MacKeown told ABC News that the charge was just a tactic to distract from the unacceptable police work.
"I would like the right person or people who murdered my daughter to be put in prison for a long long time and I would like the person who tried to cover up the crime to not just be suspended but be removed so that people can feel safe around here. One of the things is that people are too frightened to come to the police because the drug people and the police run this place," MacKeown said.
Police also announced yesterday that they were testing Keeling's body to determine her age, though the teenager's passport indicates she was 15 years old.
"We do not want to take any more chances, as tomorrow someone might say that Scarlett was not a teenager," Bosco Jorge, a senior police officer, told Reuters. "Once forensic experts have done their job, we will hand over her body to the family for burial."
Keeling's family protested the police action.
"They want to violate her body again without any reason," Varma told Reuters. "We have strongly protested and asked them not to carry out further tests as they have already done two autopsies."
Dakini Runningbear, a family spokesperson, also questioned the police decision.
"On one side under the child protection act they are claiming she (Fiona MacKeown) was negligent," Runningbear told ABC News. "But on the other side, they are doing invasive medical tests to prove she was 18 and not a child."
Keeling's partially naked and badly bruised body was found three weeks ago on Goa's popular Anjuna Beach.
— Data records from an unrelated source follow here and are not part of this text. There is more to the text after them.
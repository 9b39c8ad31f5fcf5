use anyhow::{Context, Result};
use clap::{Parser, Subcommand, ValueEnum};
use dataset_search::config::{find_config_file, load_config, SearchConfig};
use dataset_search::models::SearchQuery;
use dataset_search::render::{MemoryTarget, RenderTarget};
use dataset_search::search::{SearchOutcome, Searcher};
use dataset_search::transport::HttpTransport;
use dataset_search::ui::{print_error, ConsoleTarget};
use dataset_search::utils::Location;
use std::path::PathBuf;
use std::sync::Arc;
use std::time::Duration;
use tracing_subscriber::{layer::SubscriberExt, util::SubscriberInitExt};

/// Dataset Search - Query a Solr dataset catalogue and render paginated results
#[derive(Parser, Debug)]
#[command(name = "dataset-search")]
#[command(version = env!("CARGO_PKG_VERSION"))]
#[command(about = "Query a Solr dataset catalogue and render paginated results", long_about = None)]
#[command(propagate_version = true)]
struct Cli {
    /// Enable verbose logging (can be used multiple times for more verbosity: -v, -vv)
    #[arg(long, short, action = clap::ArgAction::Count, global = true)]
    verbose: u8,

    /// Suppress non-error output (the query URL region is not printed)
    #[arg(long, short, global = true)]
    quiet: bool,

    /// Output format
    #[arg(long, short, value_enum, global = true, default_value_t = OutputFormat::Plain)]
    output: OutputFormat,

    /// Configuration file path
    #[arg(long, global = true)]
    config: Option<PathBuf>,

    /// Request timeout in seconds
    #[arg(long, global = true, default_value_t = 30)]
    timeout: u64,

    #[command(subcommand)]
    command: Commands,
}

/// Output format for rendered regions
#[derive(ValueEnum, Clone, Copy, Debug, PartialEq, Eq)]
enum OutputFormat {
    /// Print each region's markup under a header
    Plain,
    /// Print all regions and form state as one JSON object
    Json,
}

#[derive(Subcommand, Debug)]
enum Commands {
    /// Search the catalogue
    #[command(alias = "s")]
    Search {
        /// Free-text query
        #[arg(default_value = "")]
        query: String,

        /// Core area (keyword facet) to filter on; "any" for none
        #[arg(long, short)]
        core_area: Option<String>,

        /// Offset of the first result
        #[arg(long, short, default_value_t = 0)]
        start: u64,

        /// Page URL used as the base for page links
        #[arg(long, default_value = "search.html")]
        page_url: String,
    },

    /// Load a search page URL: read q/start/coreArea from it and search
    Open {
        /// Page URL, e.g. "search.html?q=soil&start=10&coreArea=Vegetation"
        page_url: String,

        /// Values offered by the page's category selector (repeatable)
        #[arg(long = "core-area-option")]
        core_area_options: Vec<String>,
    },

    /// Print the query URL without sending it
    Url {
        /// Free-text query
        #[arg(default_value = "")]
        query: String,

        /// Core area (keyword facet) to filter on
        #[arg(long, short)]
        core_area: Option<String>,

        /// Offset of the first result
        #[arg(long, short, default_value_t = 0)]
        start: u64,
    },

    /// Print the effective configuration as TOML
    Config,
}

#[tokio::main]
async fn main() -> Result<()> {
    let cli = Cli::parse();

    // Initialize tracing based on verbosity
    let log_level = match cli.verbose {
        0 => "warn",
        1 => "debug",
        _ => "trace",
    };

    let env_filter = if cli.quiet { "error" } else { log_level };

    tracing_subscriber::registry()
        .with(tracing_subscriber::EnvFilter::new(
            std::env::var("RUST_LOG").unwrap_or_else(|_| format!("dataset_search={}", env_filter)),
        ))
        .with(tracing_subscriber::fmt::layer().with_writer(std::io::stderr))
        .init();

    // Load configuration from file if specified or found in default locations
    let config_path = cli.config.clone().or_else(find_config_file);
    if let Some(path) = &config_path {
        tracing::info!("Using config file: {}", path.display());
    }
    let config = Arc::new(
        load_config(config_path.as_deref()).context("Failed to load configuration")?,
    );

    let transport = Arc::new(
        HttpTransport::with_timeout(Duration::from_secs(cli.timeout))
            .context("Failed to create HTTP client")?,
    );

    match cli.command {
        Commands::Search {
            ref query,
            ref core_area,
            start,
            ref page_url,
        } => {
            let mut search_query = SearchQuery::new(query.trim()).start_offset(start);
            search_query.core_area = core_area.clone();
            let location = Location::new(page_url.as_str());

            run(&cli, config, transport, Vec::new(), |searcher| async move {
                searcher.search(location.href(), &search_query).await
            })
            .await
        }
        Commands::Open {
            ref page_url,
            ref core_area_options,
        } => {
            let location = Location::new(page_url.as_str());

            run(
                &cli,
                config,
                transport,
                core_area_options.clone(),
                |searcher| async move { searcher.bootstrap(&location).await },
            )
            .await
        }
        Commands::Url {
            ref query,
            ref core_area,
            start,
        } => {
            let mut search_query = SearchQuery::new(query.trim()).start_offset(start);
            search_query.core_area = core_area.clone();
            let searcher = Searcher::new(config, transport, Arc::new(MemoryTarget::new()))?;
            println!("{}", searcher.build_query_url(&search_query));
            Ok(())
        }
        Commands::Config => {
            print!("{}", config.to_toml()?);
            Ok(())
        }
    }
}

/// Build a searcher for the selected output format and run `op` with it.
async fn run<F, Fut>(
    cli: &Cli,
    config: Arc<SearchConfig>,
    transport: Arc<HttpTransport>,
    category_options: Vec<String>,
    op: F,
) -> Result<()>
where
    F: FnOnce(Arc<Searcher<HttpTransport, DynTarget>>) -> Fut,
    Fut: std::future::Future<Output = Result<SearchOutcome, dataset_search::SearchError>>,
{
    let target = match cli.output {
        OutputFormat::Plain => {
            let mut console = ConsoleTarget::new(category_options);
            if cli.quiet {
                console = console.hide(config.elements.url.clone());
            }
            DynTarget::Console(console)
        }
        OutputFormat::Json => {
            DynTarget::Memory(MemoryTarget::with_category_options(category_options))
        }
    };

    let target = Arc::new(target);
    let searcher = Arc::new(Searcher::new(config, transport, Arc::clone(&target))?);

    let result = op(Arc::clone(&searcher)).await;

    if let DynTarget::Memory(memory) = target.as_ref() {
        println!("{}", serde_json::to_string_pretty(&memory.snapshot())?);
    }

    match result {
        Ok(SearchOutcome::Rendered(_)) | Ok(SearchOutcome::Superseded) => Ok(()),
        Err(e) => {
            if cli.output == OutputFormat::Json {
                print_error(&e.to_string());
            }
            Err(e.into())
        }
    }
}

/// Render target chosen at runtime from `--output`
enum DynTarget {
    Console(ConsoleTarget),
    Memory(MemoryTarget),
}

impl RenderTarget for DynTarget {
    fn set_content(&self, element_id: &str, html: &str) {
        match self {
            DynTarget::Console(t) => t.set_content(element_id, html),
            DynTarget::Memory(t) => t.set_content(element_id, html),
        }
    }

    fn set_busy(&self, busy: bool) {
        match self {
            DynTarget::Console(t) => t.set_busy(busy),
            DynTarget::Memory(t) => t.set_busy(busy),
        }
    }

    fn alert(&self, message: &str) {
        match self {
            DynTarget::Console(t) => t.alert(message),
            DynTarget::Memory(t) => t.alert(message),
        }
    }

    fn set_query_field(&self, value: &str) {
        match self {
            DynTarget::Console(t) => t.set_query_field(value),
            DynTarget::Memory(t) => t.set_query_field(value),
        }
    }

    fn category_options(&self) -> Vec<String> {
        match self {
            DynTarget::Console(t) => t.category_options(),
            DynTarget::Memory(t) => t.category_options(),
        }
    }

    fn select_category(&self, index: Option<usize>) {
        match self {
            DynTarget::Console(t) => t.select_category(index),
            DynTarget::Memory(t) => t.select_category(index),
        }
    }
}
The initial coroner's report determined that the death was a drowning.
But MacKeown did not believe that her daughter — a strong swimmer and body boarder — could have drowned. She made a public push for a second autopsy, including releasing graphic photos of her daughter's battered body from the first autopsy, which were printed in the local press.
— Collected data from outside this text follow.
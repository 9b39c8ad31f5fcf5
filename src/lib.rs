//! # Dataset Search
//!
//! A client for Solr-backed dataset catalogues (such as a DataONE Metacat
//! member node). It composes the query URL, performs the request, and
//! renders paginated HTML for the results.
//!
//! ## Architecture
//!
//! The library is organized into several modules:
//!
//! - [`models`]: Core data structures (SearchQuery, Document, PageLinkSet, etc.)
//! - [`render`]: Result, page-link and count formatters plus the render target trait
//! - [`search`]: The orchestrator and page bootstrap
//! - [`transport`]: Request transports (reqwest-backed and mock)
//! - [`utils`]: Query string helpers and the HTTP client
//! - [`config`]: Configuration management
//! - [`ui`]: Terminal render target for the CLI

pub mod config;
pub mod models;
pub mod render;
pub mod search;
pub mod transport;
pub mod ui;
pub mod utils;

// Re-export commonly used types
pub use crate::config::SearchConfig;
pub use models::{Document, PageLinkSet, SearchQuery, SearchResultPage};
pub use render::RenderTarget;
pub use search::{SearchError, SearchOutcome, Searcher};
pub use transport::{HttpTransport, Transport};

/// Library version
pub const VERSION: &str = env!("CARGO_PKG_VERSION");
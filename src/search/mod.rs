//! Search orchestration.
//!
//! [`Searcher`] ties the pieces together: it composes the Solr query URL
//! from the configuration and a [`SearchQuery`](crate::models::SearchQuery),
//! awaits the [`Transport`](crate::transport::Transport), and writes the
//! rendered results, page links, and count into a
//! [`RenderTarget`](crate::render::RenderTarget).
//!
//! # Overlapping searches
//!
//! Each search takes a generation number. A response that arrives after a
//! newer search has started is dropped and reported as
//! [`SearchOutcome::Superseded`]; only the latest search touches the results
//! regions or clears the busy indicator.

mod bootstrap;
mod orchestrator;

pub use bootstrap::query_from_location;
pub use orchestrator::{Searcher, FIELD_LIST, REQUEST_ERROR_MESSAGE};

use crate::config::ConfigError;
use crate::models::SearchResultPage;
use crate::transport::TransportError;

/// What happened to a search
#[derive(Debug, Clone, PartialEq, Eq)]
pub enum SearchOutcome {
    /// The response was rendered into the target
    Rendered(SearchResultPage),

    /// A newer search started before the response arrived; nothing was rendered
    Superseded,
}

impl SearchOutcome {
    /// The rendered page, if this search was not superseded.
    pub fn page(&self) -> Option<&SearchResultPage> {
        match self {
            SearchOutcome::Rendered(page) => Some(page),
            SearchOutcome::Superseded => None,
        }
    }
}

/// Errors that can occur during a search
#[derive(Debug, thiserror::Error)]
pub enum SearchError {
    /// The request itself failed
    #[error("Request failed: {0}")]
    Transport(#[from] TransportError),

    /// The index answered with something other than the expected payload
    #[error("Malformed response: {0}")]
    MalformedResponse(String),

    /// The configuration is unusable
    #[error(transparent)]
    Config(#[from] ConfigError),
}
Police relented and performed another autopsy. The report, released Saturday night, revealed that little water was found in the girl's lungs and that her mouth was full of sand. It was determined that the death was "homicidal in nature."
The mother of nine children ranging in age from 5 to 19, MacKeown had been vacationing in India with her boyfriend and six of her children for the last several months.
At the time of Keeling's death, MacKeown and her family were in a neighboring state while the teenager remained in Goa under the care of a guide named Julio Lobo, who a family spokesperson said is 25 years old, and Lobo's aunt.